In the entries that follow, find the line containing "use playpen_core::store::SandboxContext;", then output exactly every line from the first through that one.

**Collected data:**
== Segment start ==
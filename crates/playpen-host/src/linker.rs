//! Host function registration for Wasmtime linkers.
//!
//! Every function registered here must also be listed in
//! [`playpen_core::toolchain::HOST_FUNCTIONS`], otherwise the toolchain
//! rejects programs importing it at link time.

use playpen_common::RuntimeError;
use playpen_core::store::SandboxContext;
use playpen_core::toolchain::HOST_MODULE;
use playpen_core::{InstanceRunner, WasmEngine};
use tracing::warn;
use wasmtime::{Caller, Linker};

use crate::logging::{LoggingHost, level_from_i32};

/// Register all host functions on a linker.
///
/// - `env::log(level: i32, ptr: i32, len: i32)`
/// - `env::print(ptr: i32, len: i32)`
///
/// # Errors
///
/// Returns an error if function registration fails.
pub fn register_all(linker: &mut Linker<SandboxContext>) -> Result<(), RuntimeError> {
    register_logging(linker)?;
    register_print(linker)?;
    Ok(())
}

/// Build an [`InstanceRunner`] with every host function registered.
///
/// # Errors
///
/// Returns an error if function registration fails.
pub fn create_instance_runner(engine: &WasmEngine) -> Result<InstanceRunner, RuntimeError> {
    let mut runner = InstanceRunner::new(engine.clone());
    register_all(runner.linker_mut())?;
    Ok(runner)
}

/// Register `env::log(level, ptr, len)`.
///
/// `level` is 0=debug, 1=info, 2=warn, 3=error; the message is `len` bytes
/// of UTF-8 at `ptr` in the exported `memory`.
pub fn register_logging(linker: &mut Linker<SandboxContext>) -> Result<(), RuntimeError> {
    linker
        .func_wrap(
            HOST_MODULE,
            "log",
            |mut caller: Caller<'_, SandboxContext>, level: i32, ptr: i32, len: i32| {
                let Some(message) = read_guest_str(&mut caller, ptr, len) else {
                    return;
                };
                LoggingHost::log(caller.data_mut(), level_from_i32(level), &message);
            },
        )
        .map_err(|e| {
            RuntimeError::invalid_config(format!("Failed to register log function: {e}"))
        })?;

    Ok(())
}

/// Register `env::print(ptr, len)`.
pub fn register_print(linker: &mut Linker<SandboxContext>) -> Result<(), RuntimeError> {
    linker
        .func_wrap(
            HOST_MODULE,
            "print",
            |mut caller: Caller<'_, SandboxContext>, ptr: i32, len: i32| {
                let Some(text) = read_guest_str(&mut caller, ptr, len) else {
                    return;
                };
                LoggingHost::print(caller.data_mut(), &text);
            },
        )
        .map_err(|e| {
            RuntimeError::invalid_config(format!("Failed to register print function: {e}"))
        })?;

    Ok(())
}

/// Copy a UTF-8 string out of the guest's exported memory.
///
/// Invalid ranges are logged and yield `None`; invalid UTF-8 is replaced.
fn read_guest_str(caller: &mut Caller<'_, SandboxContext>, ptr: i32, len: i32) -> Option<String> {
    let (Ok(start), Ok(len)) = (usize::try_from(ptr), usize::try_from(len)) else {
        warn!(ptr, len, "Invalid pointer or length (negative value)");
        return None;
    };

    let Some(memory) = caller
        .get_export("memory")
        .and_then(wasmtime::Extern::into_memory)
    else {
        warn!("Memory export not found in guest module");
        return None;
    };

    let data = memory.data(&*caller);
    let Some(end) = start.checked_add(len) else {
        warn!(ptr, len, "Pointer + length overflow");
        return None;
    };

    if end > data.len() {
        warn!(
            start,
            end,
            memory_size = data.len(),
            "Memory access out of bounds"
        );
        return None;
    }

    Some(String::from_utf8_lossy(&data[start..end]).into_owned())
}
//! HTTP server implementation.
//!
//! This module provides [`PlaypenServer`], which serves the router built in
//! [`crate::router`] until shutdown.

use std::net::SocketAddr;
use std::time::Duration;

use tokio::net::TcpListener;
use tracing::{info, warn};

use playpen_common::PlaygroundError;
use playpen_common::config_file::ServerConfigFile;

use crate::router::build_router;
use crate::state::AppState;

/// Configuration for the HTTP server.
#[derive(Debug, Clone)]
pub struct ServerConfig {
    /// Address to bind the server.
    pub bind_addr: SocketAddr,
    /// Request timeout in seconds.
    pub request_timeout_secs: u64,
    /// Enable graceful shutdown on SIGTERM/SIGINT.
    pub graceful_shutdown: bool,
}

impl Default for ServerConfig {
    fn default() -> Self {
        Self {
            bind_addr: SocketAddr::from(([127, 0, 0, 1], 8080)),
            request_timeout_secs: 30,
            graceful_shutdown: true,
        }
    }
}

impl ServerConfig {
    /// Build from the `[server]` section of the config file.
    ///
    /// # Errors
    ///
    /// Returns an error if `bind_addr` is not a socket address.
    pub fn from_file(file: &ServerConfigFile) -> Result<Self, PlaygroundError> {
        let bind_addr = file.bind_addr.parse().map_err(|e| {
            PlaygroundError::invalid_config(format!("bind_addr '{}': {e}", file.bind_addr))
        })?;

        Ok(Self {
            bind_addr,
            request_timeout_secs: file.request_timeout_secs,
            graceful_shutdown: file.graceful_shutdown,
        })
    }

    /// Create a new server config with custom bind address.
    #[must_use]
    pub fn with_bind_addr(mut self, addr: SocketAddr) -> Self {
        self.bind_addr = addr;
        self
    }

    /// Create a new server config with custom timeout.
    #[must_use]
    pub fn with_timeout(mut self, secs: u64) -> Self {
        self.request_timeout_secs = secs;
        self
    }

    /// Get the request timeout as Duration.
    pub fn request_timeout(&self) -> Duration {
        Duration::from_secs(self.request_timeout_secs)
    }
}

/// Playpen HTTP server.
pub struct PlaypenServer {
    /// Application state.
    state: AppState,
    /// Server configuration.
    config: ServerConfig,
}

impl PlaypenServer {
    /// Create a server for `state`.
    pub fn new(state: AppState, config: ServerConfig) -> Self {
        Self { state, config }
    }

    /// Get a reference to the application state.
    pub fn state(&self) -> &AppState {
        &self.state
    }

    /// Get the server configuration.
    pub fn config(&self) -> &ServerConfig {
        &self.config
    }

    /// Run the server until shutdown.
    ///
    /// Blocks until SIGTERM/SIGINT when graceful shutdown is enabled.
    ///
    /// # Errors
    ///
    /// Returns an error if the server cannot bind to the address.
    pub async fn run(self) -> Result<(), PlaygroundError> {
        let app = build_router(self.state, self.config.request_timeout());

        let listener = TcpListener::bind(&self.config.bind_addr)
            .await
            .map_err(|e| PlaygroundError::invalid_config(format!("Failed to bind: {e}")))?;

        info!(addr = %self.config.bind_addr, "Starting HTTP server");

        if self.config.graceful_shutdown {
            axum::serve(listener, app)
                .with_graceful_shutdown(shutdown_signal())
                .await
                .map_err(|e| PlaygroundError::invalid_config(format!("Server error: {e}")))?;
        } else {
            axum::serve(listener, app)
                .await
                .map_err(|e| PlaygroundError::invalid_config(format!("Server error: {e}")))?;
        }

        info!("Server shutdown complete");
        Ok(())
    }

    /// Serve `state` on an ephemeral port (127.0.0.1:0).
    ///
    /// Returns a handle exposing the bound address and a shutdown switch.
    pub async fn start_test(state: AppState) -> Result<TestHandle, PlaygroundError> {
        let app = build_router(state.clone(), Duration::from_secs(30));

        let listener = TcpListener::bind("127.0.0.1:0")
            .await
            .map_err(|e| PlaygroundError::invalid_config(format!("Failed to bind: {e}")))?;

        let addr = listener
            .local_addr()
            .map_err(|e| PlaygroundError::invalid_config(format!("Failed to get addr: {e}")))?;

        let (shutdown_tx, shutdown_rx) = tokio::sync::oneshot::channel();

        let handle = tokio::spawn(async move {
            axum::serve(listener, app)
                .with_graceful_shutdown(async {
                    let _ = shutdown_rx.await;
                })
                .await
        });

        Ok(TestHandle {
            addr,
            state,
            shutdown_tx: Some(shutdown_tx),
            handle,
        })
    }
}

/// Handle for a test server instance.
pub struct TestHandle {
    /// The address the server is bound to.
    addr: SocketAddr,
    /// Application state.
    state: AppState,
    /// Shutdown signal sender.
    shutdown_tx: Option<tokio::sync::oneshot::Sender<()>>,
    /// Server task handle.
    handle: tokio::task::JoinHandle<Result<(), std::io::Error>>,
}

impl TestHandle {
    /// Get the server address.
    pub fn addr(&self) -> SocketAddr {
        self.addr
    }

    /// Get the server URL.
    pub fn url(&self) -> String {
        format!("http://{}", self.addr)
    }

    /// Get the application state.
    pub fn state(&self) -> &AppState {
        &self.state
    }

    /// Shutdown the server gracefully.
    pub async fn shutdown(mut self) {
        if let Some(tx) = self.shutdown_tx.take() {
            let _ = tx.send(());
        }
        let _ = self.handle.await;
    }
}

/// Wait for shutdown signal (SIGTERM or SIGINT).
async fn shutdown_signal() {
    let ctrl_c = async {
        if let Err(e) = tokio::signal::ctrl_c().await {
            warn!(error = %e, "Failed to install Ctrl+C handler");
            std::future::pending::<()>().await;
        }
    };

    #[cfg(unix)]
    let terminate = async {
        match tokio::signal::unix::signal(tokio::signal::unix::SignalKind::terminate()) {
            Ok(mut signal) => {
                signal.recv().await;
            }
            Err(e) => {
                warn!(error = %e, "Failed to install SIGTERM handler");
                std::future::pending::<()>().await;
            }
        }
    };

    #[cfg(not(unix))]
    let terminate = std::future::pending::<()>();

    tokio::select! {
        () = ctrl_c => {},
        () = terminate => {},
    }

    info!("Shutdown signal received");
}

#[cfg(test)]
mod tests {
    use super::*;

    #[test]
    fn test_server_config_default() {
        let config = ServerConfig::default();
        assert_eq!(config.bind_addr.port(), 8080);
        assert_eq!(config.request_timeout_secs, 30);
        assert!(config.graceful_shutdown);
    }

    #[test]
    fn test_server_config_builder() {
        let addr: SocketAddr = "127.0.0.1:3000".parse().unwrap();
        let config = ServerConfig::default()
            .with_bind_addr(addr)
            .with_timeout(60);

        assert_eq!(config.bind_addr.port(), 3000);
        assert_eq!(config.request_timeout(), Duration::from_secs(60));
    }

    #[test]
    fn test_server_config_from_file() {
        let file = ServerConfigFile {
            bind_addr: "0.0.0.0:9000".into(),
            request_timeout_secs: 5,
            graceful_shutdown: false,
        };
        let config = ServerConfig::from_file(&file).unwrap();
        assert_eq!(config.bind_addr.port(), 9000);
        assert!(!config.graceful_shutdown);

        let file = ServerConfigFile {
            bind_addr: "not an address".into(),
            ..ServerConfigFile::default()
        };
        assert!(ServerConfig::from_file(&file).is_err());
    }
}
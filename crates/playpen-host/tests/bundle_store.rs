//! Integration tests for the HTTP bundle store.
//!
//! A minimal one-shot HTTP responder stands in for the remote runtime so the
//! full multipart upload path is exercised.

use std::time::Duration;

use tokio::io::{AsyncReadExt, AsyncWriteExt};
use tokio::net::TcpListener;
use url::Url;

use playpen_common::{EngineConfig, Hostname, UploadError};
use playpen_core::toolchain::ENTRY_FILE;
use playpen_core::{Bundle, Toolchain, VirtualEnv, WasmEngine, WatToolchain};
use playpen_host::{BundleStore, HttpBundleStore};

async fn build_bundle() -> Bundle {
    let engine = WasmEngine::new(&EngineConfig::default()).unwrap();
    let toolchain = WatToolchain::new(engine);

    let mut env = VirtualEnv::new();
    env.write(ENTRY_FILE, r#"(module (func (export "_start")))"#);
    let output = toolchain.compile(&env).await;

    toolchain
        .link(output, &Hostname::derive("Upload", 1, "test"))
        .await
        .unwrap()
}

/// Accept one request, capture it, and answer with `status` and `body`.
async fn serve_once(status: &'static str, body: &'static str) -> (Url, tokio::task::JoinHandle<String>) {
    let listener = TcpListener::bind("127.0.0.1:0").await.unwrap();
    let addr = listener.local_addr().unwrap();

    let handle = tokio::spawn(async move {
        let (mut socket, _) = listener.accept().await.unwrap();
        let mut request = Vec::new();
        let mut buf = [0u8; 4096];

        loop {
            let n = socket.read(&mut buf).await.unwrap();
            if n == 0 {
                break;
            }
            request.extend_from_slice(&buf[..n]);

            let text = String::from_utf8_lossy(&request);
            if let Some(header_end) = text.find("\r\n\r\n") {
                let content_length = text[..header_end]
                    .lines()
                    .find_map(|line| {
                        let (name, value) = line.split_once(':')?;
                        name.eq_ignore_ascii_case("content-length")
                            .then(|| value.trim().parse::<usize>().ok())
                            .flatten()
                    })
                    .unwrap_or(0);
                if request.len() >= header_end + 4 + content_length {
                    break;
                }
            }
        }

        let response = format!(
            "HTTP/1.1 {status}\r\ncontent-type: application/json\r\ncontent-length: {}\r\nconnection: close\r\n\r\n{body}",
            body.len()
        );
        socket.write_all(response.as_bytes()).await.unwrap();
        socket.shutdown().await.unwrap();

        String::from_utf8_lossy(&request).into_owned()
    });

    (Url::parse(&format!("http://{addr}")).unwrap(), handle)
}

#[tokio::test]
async fn test_upload_sends_multipart_with_token() {
    let bundle = build_bundle().await;
    let (origin, server) = serve_once(
        "200 OK",
        r#"{"id":"upload-1-test","content_hash":"abc","message":"Module uploaded successfully"}"#,
    )
    .await;

    let store = HttpBundleStore::new(Some("secret".into()), Duration::from_secs(5)).unwrap();
    let ack = store.upload(&origin, &bundle).await.unwrap();

    assert_eq!(ack.id, "upload-1-test");

    let request = server.await.unwrap();
    assert!(request.starts_with("POST /admin/modules "));
    assert!(request.to_ascii_lowercase().contains("x-admin-token: secret"));
    assert!(request.contains("name=\"id\""));
    assert!(request.contains("upload-1-test"));
    assert!(request.contains("filename=\"upload-1-test.wasm\""));
}

#[tokio::test]
async fn test_upload_rejected_status() {
    let bundle = build_bundle().await;
    let (origin, server) = serve_once("401 Unauthorized", r#"{"error":"nope"}"#).await;

    let store = HttpBundleStore::new(None, Duration::from_secs(5)).unwrap();
    let err = store.upload(&origin, &bundle).await.unwrap_err();

    assert!(matches!(err, UploadError::Rejected { status: 401 }));
    let request = server.await.unwrap();
    assert!(!request.to_ascii_lowercase().contains("x-admin-token"));
}

#[tokio::test]
async fn test_upload_unreachable_origin() {
    let bundle = build_bundle().await;

    // Bind and drop to get a port nobody listens on.
    let listener = TcpListener::bind("127.0.0.1:0").await.unwrap();
    let addr = listener.local_addr().unwrap();
    drop(listener);

    let store = HttpBundleStore::new(None, Duration::from_secs(5)).unwrap();
    let origin = Url::parse(&format!("http://{addr}")).unwrap();
    let err = store.upload(&origin, &bundle).await.unwrap_err();

    assert!(matches!(err, UploadError::Request { .. }));
}
//! WebAssembly instance lifecycle management.
//!
//! This module provides [`InstanceRunner`], which drives one bundle through
//! a preview session:
//!
//! 1. Instantiate the bundle against the host function linker
//! 2. Resolve the entry point (this is where "load" ends)
//! 3. Execute the entry point
//! 4. Collect results and metrics

use std::time::Instant;

use tracing::{debug, error, info, instrument, warn};
use wasmtime::{Linker, Store, Trap, TypedFunc};

use crate::WasmEngine;
use crate::bundle::{Bundle, ENTRY_POINT};
use crate::store::{SandboxContext, calculate_fuel_consumed, get_remaining_fuel};
use playpen_common::RuntimeError;

/// Result of executing a bundle's entry point.
#[derive(Debug)]
pub enum ExecutionResult {
    /// Execution completed successfully.
    Success,

    /// Execution completed with a trap (runtime error).
    Trap {
        /// Description of the trap.
        message: String,
        /// Trap code if available.
        code: Option<String>,
    },
}

impl ExecutionResult {
    /// Returns `true` if execution was successful.
    pub fn is_success(&self) -> bool {
        matches!(self, ExecutionResult::Success)
    }

    /// Returns `true` if execution trapped.
    pub fn is_trap(&self) -> bool {
        matches!(self, ExecutionResult::Trap { .. })
    }
}

/// Instance lifecycle manager.
///
/// `InstanceRunner` is shared by every sandbox created from the same
/// factory. Each session uses its own [`Store`] for isolation.
pub struct InstanceRunner {
    engine: WasmEngine,
    linker: Linker<SandboxContext>,
}

impl InstanceRunner {
    /// Create a new instance runner with an empty linker.
    pub fn new(engine: WasmEngine) -> Self {
        let linker = Linker::new(engine.inner());

        Self { engine, linker }
    }

    /// Get a mutable reference to the linker.
    ///
    /// Use this to register host functions.
    pub fn linker_mut(&mut self) -> &mut Linker<SandboxContext> {
        &mut self.linker
    }

    /// Instantiate `bundle` and resolve its entry point.
    ///
    /// # Errors
    ///
    /// Returns an error if instantiation fails or the entry point is missing
    /// or has the wrong signature.
    #[instrument(skip_all, fields(hostname = %bundle.hostname()))]
    pub async fn instantiate(
        &self,
        bundle: &Bundle,
        store: &mut Store<SandboxContext>,
    ) -> Result<TypedFunc<(), ()>, RuntimeError> {
        debug!("Instantiating bundle");

        let instance = self
            .linker
            .instantiate_async(&mut *store, bundle.module())
            .await
            .map_err(|e| RuntimeError::instantiation_failed(format!("{e:#}")))?;

        store.data_mut().hostname = Some(bundle.hostname().clone());

        instance
            .get_typed_func::<(), ()>(&mut *store, ENTRY_POINT)
            .map_err(|_| RuntimeError::entry_point_not_found(ENTRY_POINT))
    }

    /// Execute a resolved entry point.
    ///
    /// Traps are reported as [`ExecutionResult::Trap`]; exhausting a resource
    /// limit is an error.
    ///
    /// # Errors
    ///
    /// Returns [`RuntimeError::FuelExhausted`] or
    /// [`RuntimeError::ExecutionTimeout`] when the program hits a limit.
    #[instrument(skip_all, fields(session_id = %store.data().session_id))]
    pub async fn run(
        &self,
        entry: TypedFunc<(), ()>,
        store: &mut Store<SandboxContext>,
    ) -> Result<ExecutionResult, RuntimeError> {
        let start = Instant::now();
        let initial_fuel = get_remaining_fuel(store).unwrap_or(0);

        debug!("Executing entry point");

        let result = entry.call_async(&mut *store, ()).await;

        let fuel_consumed = calculate_fuel_consumed(initial_fuel, store);
        let duration = start.elapsed();
        store.data_mut().record_metrics(fuel_consumed, duration);

        match result {
            Ok(()) => {
                info!(
                    duration_ms = duration.as_millis(),
                    fuel_consumed = fuel_consumed,
                    "Execution completed successfully"
                );
                Ok(ExecutionResult::Success)
            }
            Err(err) => {
                match err.downcast_ref::<Trap>() {
                    Some(Trap::OutOfFuel) => {
                        warn!(
                            duration_ms = duration.as_millis(),
                            fuel_consumed = fuel_consumed,
                            "Execution terminated: fuel exhausted"
                        );
                        return Err(RuntimeError::FuelExhausted);
                    }
                    Some(Trap::Interrupt) => {
                        let duration_ms = store.data().deadline_ms.unwrap_or_else(|| {
                            u64::try_from(duration.as_millis()).unwrap_or(u64::MAX)
                        });
                        warn!(duration_ms, "Execution terminated: deadline reached");
                        return Err(RuntimeError::ExecutionTimeout { duration_ms });
                    }
                    _ => {}
                }

                let (message, code) = extract_trap_info(&err);

                error!(
                    duration_ms = duration.as_millis(),
                    fuel_consumed = fuel_consumed,
                    trap_message = %message,
                    "Execution trapped"
                );

                Ok(ExecutionResult::Trap { message, code })
            }
        }
    }

    /// Get the engine.
    pub fn engine(&self) -> &WasmEngine {
        &self.engine
    }
}

/// Extract human-readable trap information.
fn extract_trap_info(error: &wasmtime::Error) -> (String, Option<String>) {
    let message = format!("{error:#}");
    let code = error.downcast_ref::<Trap>().map(|trap| format!("{trap:?}"));

    (message, code)
}

impl std::fmt::Debug for InstanceRunner {
    fn fmt(&self, f: &mut std::fmt::Formatter<'_>) -> std::fmt::Result {
        f.debug_struct("InstanceRunner")
            .field("engine", &self.engine)
            .finish_non_exhaustive()
    }
}

#[cfg(test)]
mod tests {
    use super::*;

    #[test]
    fn test_execution_result_success() {
        let result = ExecutionResult::Success;
        assert!(result.is_success());
        assert!(!result.is_trap());
    }

    #[test]
    fn test_execution_result_trap() {
        let result = ExecutionResult::Trap {
            message: "unreachable".into(),
            code: Some("UnreachableCodeReached".into()),
        };
        assert!(!result.is_success());
        assert!(result.is_trap());
    }
}
//! Built-in starter program.

use playpen_common::Pen;

/// Name given to the starter pen.
pub const TEMPLATE_NAME: &str = "Hello playground";

/// Source of the starter pen.
pub const TEMPLATE_SOURCE: &str = r#";; Edit me! Output printed with env.print shows up in the preview.
(module
  (import "env" "print" (func $print (param i32 i32)))
  (import "env" "log" (func $log (param i32 i32 i32)))
  (memory (export "memory") 1)
  (data (i32.const 0) "Hello, playground!")
  (data (i32.const 32) "started")

  (func (export "_start")
    ;; level 1 = info
    (call $log (i32.const 1) (i32.const 32) (i32.const 7))
    (call $print (i32.const 0) (i32.const 18))
  )
)
"#;

/// The starter pen.
pub fn template_pen() -> Pen {
    Pen::new(TEMPLATE_NAME, TEMPLATE_SOURCE)
}
//! Rebuild pipeline and preview executor for playpen.
//!
//! - [`Playground`]: owns the pen, diagnostics, settings and the current
//!   bundle; turns edits into throttled trailing-edge rebuilds
//! - [`Preview`]: keeps one sandbox session bound to the current bundle
//! - [`Throttle`]: the trailing-edge scheduler behind rebuilds
//!
//! The two halves only talk through channels: the controller publishes
//! `bundle-changed` on a [`tokio::sync::watch`] channel and receives
//! `runtime-error` reports on an [`playpen_core::ErrorSink`].
//!
//! ```text
//! Playground ──subscribe()──▶ Preview::run ──▶ SandboxClient
//!      ▲                                            │
//!      └────────────── error_sink() ◀───────────────┘
//! ```

pub mod controller;
pub mod preview;
pub mod session;
pub mod template;
pub mod throttle;

pub use controller::{PenOrigin, Playground, RebuildReport};
pub use preview::{ColorScheme, Preview, PreviewState, PreviewView};
pub use session::{BuildSession, BuildTicket, EMPTY_SOURCE_PLACEHOLDER};
pub use template::{TEMPLATE_NAME, TEMPLATE_SOURCE, template_pen};
pub use throttle::Throttle;
//! HTTP router configuration.
//!
//! This module builds the Axum router with all routes and middleware.

use std::time::Duration;

use axum::Router;
use axum::routing::{delete, get, post, put};
use tower_http::cors::{Any, CorsLayer};
use tower_http::timeout::TimeoutLayer;
use tower_http::trace::TraceLayer;

use crate::handler::{
    clear_preview_errors, get_bundle, get_diagnostics, get_pen, get_preview, get_preview_state,
    get_settings, health_check, patch_settings, put_name, put_source, rebuild, report_preview_error,
    reset_preview, share,
};
use crate::state::AppState;

/// Build the application router.
///
/// Routes:
/// - `GET /health` - Health check
/// - `GET /pen`, `PUT /pen/source`, `PUT /pen/name`, `POST /pen/rebuild` - Edit and build
/// - `GET /share` - Share URL
/// - `GET /diagnostics`, `DELETE /diagnostics/preview` - Console
/// - `GET /settings`, `PATCH /settings` - Settings
/// - `GET /bundle` - Current bundle
/// - `GET /preview`, `GET /preview/state`, `POST /preview/reset`, `POST /preview/errors` - Preview
pub fn build_router(state: AppState, request_timeout: Duration) -> Router {
    let pen_routes = Router::new()
        .route("/pen", get(get_pen))
        .route("/pen/source", put(put_source))
        .route("/pen/name", put(put_name))
        .route("/pen/rebuild", post(rebuild))
        .route("/share", get(share))
        .route("/bundle", get(get_bundle));

    let console_routes = Router::new()
        .route("/diagnostics", get(get_diagnostics))
        .route("/diagnostics/preview", delete(clear_preview_errors))
        .route("/settings", get(get_settings).patch(patch_settings));

    let preview_routes = Router::new()
        .route("/preview", get(get_preview))
        .route("/preview/state", get(get_preview_state))
        .route("/preview/reset", post(reset_preview))
        .route("/preview/errors", post(report_preview_error));

    Router::new()
        .route("/health", get(health_check))
        .merge(pen_routes)
        .merge(console_routes)
        .merge(preview_routes)
        .layer(TraceLayer::new_for_http())
        .layer(TimeoutLayer::new(request_timeout))
        .layer(
            CorsLayer::new()
                .allow_origin(Any)
                .allow_methods(Any)
                .allow_headers(Any),
        )
        .with_state(state)
}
== Segment end ==
**PROBLEM SOLUTION:**
filename crates/playpen-host/src/linker.rs
//! Host function registration for Wasmtime linkers.
//!
//! Every function registered here must also be listed in
//! [`playpen_core::toolchain::HOST_FUNCTIONS`], otherwise the toolchain
//! rejects programs importing it at link time.

use playpen_common::RuntimeError;
use playpen_core::store::SandboxContext;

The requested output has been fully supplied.